As soon as talks of demolition began, alarm bells went off. Preservationists swiftly entered the scene, tracing the two buildings back to Schindler, Van Bergen, and Wright and meticulously unearthing original blueprints that would qualify the works as Wright creations. While any Wright association is usually enough to earn a reprieve for buildings facing ruin, Wilmette, unlike Chicago, does not have a landmark ordinance. Like the recently razed Palos Verdes beach house built by Lloyd Wright, Wright’s son, the Isabella Street houses are sitting on prime real estate for aspiring McMansion owners.
Fending off the stereotype of the big, bad developer, Hausen opened the door to the Chicago-based Frank Lloyd Wright Building Conservancy. Together, they arrived at an agreement, which placed the Van Bergen-designed house on the market for four months starting on May 1 at a listing of $599,000. The Conservancy is taking careful measures to monitor potential buyers, determined to find a future owner who will preserve the existing residence.

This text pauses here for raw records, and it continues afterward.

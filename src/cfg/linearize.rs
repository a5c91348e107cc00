//! CFG linearization (§4.2): reconstitute a flat instruction list from a
//! `Cfg` via chain placement, preserving the textual fallthrough semantics
//! of any block without an explicit terminator.
//!
//! A block whose terminator is missing *must* be immediately followed by
//! its fallthrough target — that's not a style choice, it's what makes the
//! block's implicit fallthrough correct. Everywhere else, we prefer to
//! place a branch's `true` arm (or a `jmp` target) directly after its
//! source block, queuing the other arm to start its own chain later; this
//! is the same "keep the common path straight-line" placement
//! `linearize_cfg` uses.

use crate::cfg::edge::EdgeKind;
use crate::cfg::reachability::find_reachable;
use crate::cfg::Cfg;
use crate::ir::Instr;
use petgraph::graph::NodeIndex;
use petgraph::visit::EdgeRef;
use std::collections::{HashSet, VecDeque};

/// Determine a deterministic block order via chain placement.
pub fn linearize_order(cfg: &Cfg) -> Vec<NodeIndex> {
    let mut placed: HashSet<NodeIndex> = HashSet::new();
    let mut order = Vec::new();
    let mut chain_starts: VecDeque<NodeIndex> = VecDeque::new();

    if let Some(entry) = cfg.entry() {
        chain_starts.push_back(entry);
    }

    while let Some(start) = chain_starts.pop_front() {
        let mut cur = Some(start);
        while let Some(node) = cur {
            if placed.contains(&node) {
                break;
            }
            placed.insert(node);
            order.push(node);

            let succs: Vec<(EdgeKind, NodeIndex)> =
                cfg.graph.edges(node).map(|e| (*e.weight(), e.target())).collect();

            if let Some(&(_, ft)) = succs.iter().find(|(k, _)| *k == EdgeKind::Fallthrough) {
                cur = Some(ft);
                continue;
            }

            let mut next = None;
            for (kind, target) in succs {
                if placed.contains(&target) {
                    continue;
                }
                match kind {
                    EdgeKind::True | EdgeKind::Jump if next.is_none() => next = Some(target),
                    EdgeKind::True | EdgeKind::Jump | EdgeKind::False => {
                        if !chain_starts.contains(&target) {
                            chain_starts.push_back(target);
                        }
                    }
                    EdgeKind::Fallthrough => {}
                }
            }
            cur = next;
        }
    }

    // Anything left (unreachable blocks) is appended in original textual
    // order, so output stays deterministic without affecting reachable
    // semantics.
    for &node in &cfg.order {
        if placed.insert(node) {
            order.push(node);
        }
    }

    order
}

/// Flatten a CFG to an instruction list using `linearize_order`, emitting a
/// label for any block that has one or is the target of some edge. A
/// terminator-less block whose fallthrough target ends up somewhere other
/// than the very next emitted block gets an explicit `jmp` patched in
/// (§4.2) — unreachable blocks are exempt, since they never had a real
/// fallthrough to begin with.
pub fn linearize(cfg: &Cfg) -> Vec<Instr> {
    let order = linearize_order(cfg);
    let reachable = find_reachable(cfg);
    let mut out = Vec::new();
    for (pos, &node) in order.iter().enumerate() {
        let block = cfg.block(node);
        let needs_label = block.has_source_label || cfg.predecessors(node).next().is_some();
        if needs_label {
            out.push(Instr::label(block.name.clone()));
        }
        out.extend(block.instrs.iter().cloned());

        if block.terminator().is_none() && reachable.contains(&node) {
            if let Some(target) = fallthrough_target(cfg, node) {
                let lands_naturally = order.get(pos + 1) == Some(&target);
                if !lands_naturally {
                    out.push(Instr::jmp(cfg.block(target).name.clone()));
                }
            }
        }
    }
    out
}

fn fallthrough_target(cfg: &Cfg, node: NodeIndex) -> Option<NodeIndex> {
    cfg.graph.edges(node).find(|e| *e.weight() == EdgeKind::Fallthrough).map(|e| e.target())
}

#[cfg(test)]
mod tests {
    use super::*;
    use crate::cfg::build_cfg;
    use crate::ir::{EffectOp, Function, Instr, Literal, Type};

    #[test]
    fn preserves_fallthrough_adjacency() {
        // Block with no terminator must stay immediately before its
        // successor.
        let f = Function {
            name: "f".into(),
            args: vec![],
            ret_type: None,
            instrs: vec![
                Instr::const_("x", Type::Int, Literal::Int(1)),
                Instr::label("next"),
                Instr::effect(EffectOp::Ret, vec![], vec![]),
            ],
        };
        let cfg = build_cfg(&f).unwrap();
        let order = linearize_order(&cfg);
        let names: Vec<_> = order.iter().map(|&n| cfg.block(n).name.clone()).collect();
        assert_eq!(names, vec!["b0".to_string(), "next".to_string()]);
    }

    #[test]
    fn branch_arms_both_present() {
        let f = Function {
            name: "f".into(),
            args: vec![],
            ret_type: None,
            instrs: vec![
                Instr::const_("c", Type::Bool, Literal::Bool(true)),
                Instr::effect(EffectOp::Br, vec!["c".into()], vec!["t".into(), "e".into()]),
                Instr::label("t"),
                Instr::jmp("j"),
                Instr::label("e"),
                Instr::jmp("j"),
                Instr::label("j"),
                Instr::effect(EffectOp::Ret, vec![], vec![]),
            ],
        };
        let cfg = build_cfg(&f).unwrap();
        let instrs = linearize(&cfg);
        let labels: Vec<_> = instrs.iter().filter_map(|i| i.label_name()).collect();
        assert!(labels.contains(&"t"));
        assert!(labels.contains(&"e"));
        assert!(labels.contains(&"j"));
    }

    #[test]
    fn asymmetric_diamond_gets_a_patched_jmp_for_the_displaced_arm() {
        // br c .then .else
        // .then: x = 1; jmp .join
        // .else: y = 2           (no terminator — falls through to .join)
        // .join: ret
        //
        // Chain placement follows the `then` arm into `.join` first, so
        // `.else` is emitted last with no terminator of its own. Its
        // fallthrough edge to `.join` must come out as an explicit `jmp`.
        let f = Function {
            name: "f".into(),
            args: vec![],
            ret_type: None,
            instrs: vec![
                Instr::const_("c", Type::Bool, Literal::Bool(true)),
                Instr::effect(EffectOp::Br, vec!["c".into()], vec!["then".into(), "els".into()]),
                Instr::label("then"),
                Instr::const_("x", Type::Int, Literal::Int(1)),
                Instr::jmp("join"),
                Instr::label("els"),
                Instr::const_("y", Type::Int, Literal::Int(2)),
                Instr::label("join"),
                Instr::effect(EffectOp::Ret, vec![], vec![]),
            ],
        };
        let cfg = build_cfg(&f).unwrap();
        let order = linearize_order(&cfg);
        let names: Vec<_> = order.iter().map(|&n| cfg.block(n).name.clone()).collect();
        assert_eq!(names.last(), Some(&"els".to_string()), "`.else` must land at the tail for this bug to manifest");

        let instrs = linearize(&cfg);
        let els_pos = instrs.iter().position(|i| i.label_name() == Some("els")).unwrap();
        let tail = &instrs[els_pos..];
        assert!(
            tail.iter().any(|i| matches!(&i.kind, crate::ir::InstrKind::Effect { op: EffectOp::Jmp, labels, .. } if labels.first().map(String::as_str) == Some("join"))),
            "displaced fallthrough block must get an explicit `jmp .join` patch, got {tail:?}"
        );
    }
}
//! Control-flow graph construction (§4.1).
//!
//! A `Cfg` is built fresh from a `Function` by every transform that needs
//! one; nothing here holds a CFG across transforms. Nodes own their
//! instructions (cloned out of the function body); `Cfg::linearize` is the
//! only way back to a flat instruction list.

pub mod analysis;
pub mod dominance_frontiers;
pub mod dominators;
pub mod edge;
pub mod linearize;
pub mod loops;
pub mod reachability;

pub use dominance_frontiers::DominanceFrontiers;
pub use dominators::DominatorTree;
pub use edge::EdgeKind;
pub use loops::NaturalLoop;

use crate::error::{BrilError, Result};
use crate::ir::{EffectOp, Function, Instr};
use petgraph::graph::{DiGraph, NodeIndex};
use std::collections::HashMap;

/// One basic block: an optional entry label, a straight-line instruction
/// body, and (implicitly, via the graph's edges) its successors.
#[derive(Debug, Clone)]
pub struct BasicBlock {
    pub name: String,
    /// `true` if this block began with an explicit `label` instruction in
    /// the source function (as opposed to a synthetic name assigned to an
    /// unlabeled leader).
    pub has_source_label: bool,
    pub instrs: Vec<Instr>,
}

impl BasicBlock {
    pub fn terminator(&self) -> Option<&Instr> {
        self.instrs.last().filter(|i| i.is_terminator())
    }
}

/// A function's control-flow graph.
///
/// `order` tracks textual/emission order independently of petgraph's
/// (append-only) internal node storage, so preheader insertion (LICM, SSA)
/// can splice a block in ahead of another without renumbering anything.
#[derive(Debug, Clone)]
pub struct Cfg {
    pub func_name: String,
    pub graph: DiGraph<BasicBlock, EdgeKind>,
    pub order: Vec<NodeIndex>,
    pub name_to_node: HashMap<String, NodeIndex>,
}

impl Cfg {
    pub fn entry(&self) -> Option<NodeIndex> {
        self.order.first().copied()
    }

    pub fn block(&self, node: NodeIndex) -> &BasicBlock {
        &self.graph[node]
    }

    pub fn block_mut(&mut self, node: NodeIndex) -> &mut BasicBlock {
        &mut self.graph[node]
    }

    pub fn node_by_name(&self, name: &str) -> Option<NodeIndex> {
        self.name_to_node.get(name).copied()
    }

    pub fn successors(&self, node: NodeIndex) -> impl Iterator<Item = NodeIndex> + '_ {
        self.graph.neighbors_directed(node, petgraph::Direction::Outgoing)
    }

    pub fn predecessors(&self, node: NodeIndex) -> impl Iterator<Item = NodeIndex> + '_ {
        self.graph.neighbors_directed(node, petgraph::Direction::Incoming)
    }

    pub fn blocks_in_order(&self) -> impl Iterator<Item = NodeIndex> + '_ {
        self.order.iter().copied()
    }

    /// Insert `block` into textual order immediately before `before`,
    /// returning the new node's index. Used by LICM and SSA construction to
    /// splice in preheaders. Graph edges are *not* touched here — callers
    /// rebuild them with `recompute_edges` once terminators settle.
    pub fn insert_before(&mut self, before: NodeIndex, block: BasicBlock) -> NodeIndex {
        let name = block.name.clone();
        let idx = self.graph.add_node(block);
        let pos = self.order.iter().position(|&n| n == before).unwrap_or(self.order.len());
        self.order.insert(pos, idx);
        self.name_to_node.insert(name, idx);
        idx
    }

    /// Drop and rebuild every edge from each block's terminator (or implied
    /// fallthrough). Call after mutating a terminator's `labels`, or after
    /// inserting/removing blocks.
    pub fn recompute_edges(&mut self) {
        let edges: Vec<_> = self.graph.edge_indices().collect();
        for e in edges {
            self.graph.remove_edge(e);
        }
        for (pos, &node) in self.order.iter().enumerate() {
            let next = self.order.get(pos + 1).copied();
            let term = self.graph[node].terminator().cloned();
            match term {
                None => {
                    if let Some(next) = next {
                        self.graph.add_edge(node, next, EdgeKind::Fallthrough);
                    }
                }
                Some(instr) => {
                    if let crate::ir::InstrKind::Effect { op, labels, .. } = &instr.kind {
                        match op {
                            EffectOp::Jmp => {
                                if let Some(&target) = labels.first().and_then(|l| self.name_to_node.get(l)) {
                                    self.graph.add_edge(node, target, EdgeKind::Jump);
                                }
                            }
                            EffectOp::Br => {
                                if let (Some(t), Some(f)) = (labels.first(), labels.get(1)) {
                                    if let Some(&tn) = self.name_to_node.get(t) {
                                        self.graph.add_edge(node, tn, EdgeKind::True);
                                    }
                                    if let Some(&fn_) = self.name_to_node.get(f) {
                                        self.graph.add_edge(node, fn_, EdgeKind::False);
                                    }
                                }
                            }
                            _ => {}
                        }
                    }
                }
            }
        }
    }

    /// Flatten back to a straight-line instruction list by walking `order`
    /// directly, with no chain-placement reordering. Transforms use
    /// `cfg::linearize::linearize` instead (§4.2): this is the simpler
    /// primitive it and ad hoc tests build on.
    pub fn into_instrs(self) -> Vec<Instr> {
        let mut out = Vec::new();
        for node in self.order {
            let block = self.graph[node].clone();
            if block.has_source_label || self.graph.neighbors_directed(node, petgraph::Direction::Incoming).next().is_some() {
                out.push(Instr::label(block.name.clone()));
            }
            out.extend(block.instrs);
        }
        out
    }
}

/// Build a CFG from a function's instruction list (leaders algorithm).
///
/// A new block starts at: the first instruction, any `label`, and any
/// instruction immediately following a terminator (`jmp`/`br`/`ret`).
pub fn build_cfg(func: &Function) -> Result<Cfg> {
    let mut graph = DiGraph::new();
    let mut order = Vec::new();
    let mut name_to_node = HashMap::new();
    let mut anon_counter = 0usize;

    let mut current_name: Option<String> = None;
    let mut current_has_label = false;
    let mut current: Vec<Instr> = Vec::new();

    let mut flush = |name: Option<String>,
                     has_label: bool,
                     instrs: Vec<Instr>,
                     graph: &mut DiGraph<BasicBlock, EdgeKind>,
                     order: &mut Vec<NodeIndex>,
                     name_to_node: &mut HashMap<String, NodeIndex>,
                     anon_counter: &mut usize|
     -> Result<()> {
        if instrs.is_empty() && name.is_none() {
            return Ok(());
        }
        let name = name.unwrap_or_else(|| {
            let n = format!("b{}", *anon_counter);
            *anon_counter += 1;
            n
        });
        if name_to_node.contains_key(&name) {
            return Err(BrilError::DuplicateLabel { function: String::new(), label: name });
        }
        let node = graph.add_node(BasicBlock { name: name.clone(), has_source_label: has_label, instrs });
        name_to_node.insert(name, node);
        order.push(node);
        Ok(())
    };

    for instr in &func.instrs {
        if let Some(label) = instr.label_name() {
            flush(
                current_name.take(),
                current_has_label,
                std::mem::take(&mut current),
                &mut graph,
                &mut order,
                &mut name_to_node,
                &mut anon_counter,
            )
            .map_err(|e| tag_function(e, &func.name))?;
            current_name = Some(label.to_string());
            current_has_label = true;
            continue;
        }
        current.push(instr.clone());
        if instr.is_terminator() {
            flush(
                current_name.take(),
                current_has_label,
                std::mem::take(&mut current),
                &mut graph,
                &mut order,
                &mut name_to_node,
                &mut anon_counter,
            )
            .map_err(|e| tag_function(e, &func.name))?;
            current_has_label = false;
        }
    }
    flush(
        current_name.take(),
        current_has_label,
        current,
        &mut graph,
        &mut order,
        &mut name_to_node,
        &mut anon_counter,
    )
    .map_err(|e| tag_function(e, &func.name))?;

    let mut cfg = Cfg { func_name: func.name.clone(), graph, order, name_to_node };

    for node in cfg.order.clone() {
        if let Some(crate::ir::InstrKind::Effect { op, labels, .. }) =
            cfg.block(node).terminator().map(|i| i.kind.clone())
        {
            if matches!(op, EffectOp::Jmp | EffectOp::Br) {
                for label in &labels {
                    if !cfg.name_to_node.contains_key(label) {
                        return Err(BrilError::UndefinedLabel {
                            function: func.name.clone(),
                            label: label.clone(),
                        });
                    }
                }
            }
        }
    }

    cfg.recompute_edges();
    tracing::debug!(function = %func.name, blocks = cfg.order.len(), "built CFG");
    Ok(cfg)
}

fn tag_function(err: BrilError, name: &str) -> BrilError {
    match err {
        BrilError::DuplicateLabel { label, .. } => {
            BrilError::DuplicateLabel { function: name.to_string(), label }
        }
        other => other,
    }
}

Meanwhile, the Schindler cottage has fallen into the hands of Catrambone, one of a few architecture enthusiasts who jumped at the chance to inherit the impressive artifact. The ceremonious one-dollar purchase fee hides a host of expenses and headaches the new owner now faces: Catrambone must remove each individual wall panel and roof sheath — an estimated $7,000 endeavor — carefully number and organize them, and then store them in pieces until he can embark on the estimated $40,000 reconstruction project in the neighboring suburb of Wauconda.
The venture brings to mind the recent relocation of the Lieb House, a quintissentially postmodern beachside box designed by Robert Venturi and his firm in 1969. Fifty years after its completion, developers began salivating over the building’s original site in Barnegat Light, New Jersey, and it was almost too easy for the community to wish away Venturi’s kitschy construction. But architecture fans dashed onto the scene, dodging the wrecking ball by sending the Lieb House — by boat, no less — to its present safe haven in Glen Cove, New York. The move attracted extensive media coverage and inspired a 2010 documentary entitled "Saving Lieb House."
If all goes according to plan, the Schindler cottage will be reconstructed on Catrambone’s private property by next summer. The proud new owner foresees the one-bedroom cottage serving as a multipurpose room for his family. "The only way you can understand Prairie School architecture is to stay in it," he told the Chicago Tribune. Catrambone hopes to share this understanding as well, with tentative plans to rent out the cottage to equally passionate Wright aficionados. In instances such as these, it seems abundantly clear that architecture, much like a painted canvas or a precious sculpture, can slip from the shadow of its maker and truly take on a life of its own.